## Introduction

The boundary fill algorithm is a method used in computer graphics to fill a closed region with a specific color. It works by starting at a point inside the region and then recursively filling all connected points that have the same color as the boundary. This algorithm is commonly used in various graphics applications, such as digital painting programs and image editing software.

In this article, we'll learn about the boundary fill algorithm in detail, including its recursive nature, implementation, and the differences between 4-connected and 8-connected pixels. We'll also compare the boundary fill algorithm with the flood fill algorithm.

## Boundary Fill Algorithm is Recursive in Nature

The Boundary Fill Algorithm uses recursion, a programming technique where a function calls itself to solve smaller instances of the same problem. This makes the algorithm efficient for filling enclosed areas in graphics because it can repeatedly apply the same filling process to adjacent pixels until it reaches the boundary of the area.

Recursion starts at a point inside the region & colors it if it's not already part of the boundary or filled. Then, the algorithm recursively calls itself for neighboring pixels: north, south, east, & west. This step is repeated until all pixels within the boundary are filled, ensuring no spots are missed.

Using recursion allows the algorithm to navigate complex shapes easily since it can adapt to any irregular boundaries without needing complex loops or conditional statements. It simplifies the code but requires careful handling to avoid excessive memory use, which can lead to a stack overflow if the area to be filled is too large.

To manage this, developers must ensure that the recursion depth is not too deep by limiting the size of the area or optimizing the recursion steps. For example, the algorithm can be modified to check if a pixel is already filled before proceeding, which reduces unnecessary function calls.
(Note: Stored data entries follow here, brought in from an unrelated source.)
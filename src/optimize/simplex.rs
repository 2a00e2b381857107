use argmin::{
    core::{CostFunction, Executor, State, TerminationReason},
    solver::neldermead::NelderMead,
};

use super::{Bounds, FitOptions, FitResult};
use crate::error::FitError;

/// Minimizes `problem` with a Nelder–Mead simplex started around `initial`.
///
/// The cost function is expected to project its argument onto `bounds`; the
/// returned parameters are projected as well.
pub fn minimize<P>(
    problem: P,
    initial: &[f64],
    bounds: &Bounds,
    options: &FitOptions,
) -> Result<FitResult, FitError>
where
    P: CostFunction<Param = Vec<f64>, Output = f64>,
{
    let start = bounds.clamp(initial);
    let simplex = create_initial_simplex(&start, bounds);
    let solver: NelderMead<Vec<f64>, f64> = NelderMead::new(simplex)
        .with_sd_tolerance(options.simplex_tolerance)
        .map_err(|e| FitError::Solver(e.to_string()))?;

    let res = Executor::new(problem, solver)
        .configure(|state| state.max_iters(options.max_iterations as u64))
        .run()
        .map_err(|e| FitError::Solver(e.to_string()))?;

    let iterations = res.state.get_iter() as usize;
    if let Some(TerminationReason::MaxItersReached) = res.state.get_termination_reason() {
        return Err(FitError::NotConverged { iterations });
    }

    let cost = res.state.get_best_cost();
    let best = res
        .state
        .best_param
        .ok_or_else(|| FitError::Solver("simplex produced no parameters".to_string()))?;
    if !cost.is_finite() {
        return Err(FitError::NonFinite { params: best });
    }

    Ok(FitResult {
        params: bounds.clamp(&best),
        cost,
        iterations,
    })
}

/// Initial simplex: the start point plus one vertex per parameter, each moved
/// by 5% of its value (or of the bound width at zero), towards the interior.
fn create_initial_simplex(initial_point: &[f64], bounds: &Bounds) -> Vec<Vec<f64>> {
    let perturbation_percentage = 0.05;

    let mut vertices = Vec::with_capacity(initial_point.len() + 1);
    vertices.push(initial_point.to_vec());

    for i in 0..initial_point.len() {
        let (lo, hi) = (bounds.lower()[i], bounds.upper()[i]);
        let mut perturbation = if initial_point[i] == 0.0 {
            perturbation_percentage * (hi - lo)
        } else {
            perturbation_percentage * initial_point[i].abs()
        };
        if initial_point[i] + perturbation > hi {
            perturbation = -perturbation;
        }

        let mut perturbed_point = initial_point.to_vec();
        perturbed_point[i] += perturbation;
        vertices.push(perturbed_point);
    }

    vertices
}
Here's a basic example of how the Boundary Fill Algorithm can be implemented using recursion in Python:

```
def boundary_fill(x, y, fill_color, boundary_color, screen):
if screen[x][y] != boundary_color and screen[x][y] != fill_color:
screen[x][y] = fill_color
boundary_fill(x + 1, y, fill_color, boundary_color, screen)
boundary_fill(x - 1, y, fill_color, boundary_color, screen)
boundary_fill(x, y + 1, fill_color, boundary_color, screen)
boundary_fill(x, y - 1, fill_color, boundary_color, screen)
# Example to use the function assuming screen is a 2D pixel array
# screen dimensions and colors must be defined earlier
```

This code snippet shows how the algorithm works step-by-step. The function takes a position and the color to fill, then fills the pixel if it’s not the boundary color or already filled, and recurses into adjacent pixels.

This recursive nature allows for efficiently filling connected areas in graphics, making it ideal for various applications in computer graphics design and development.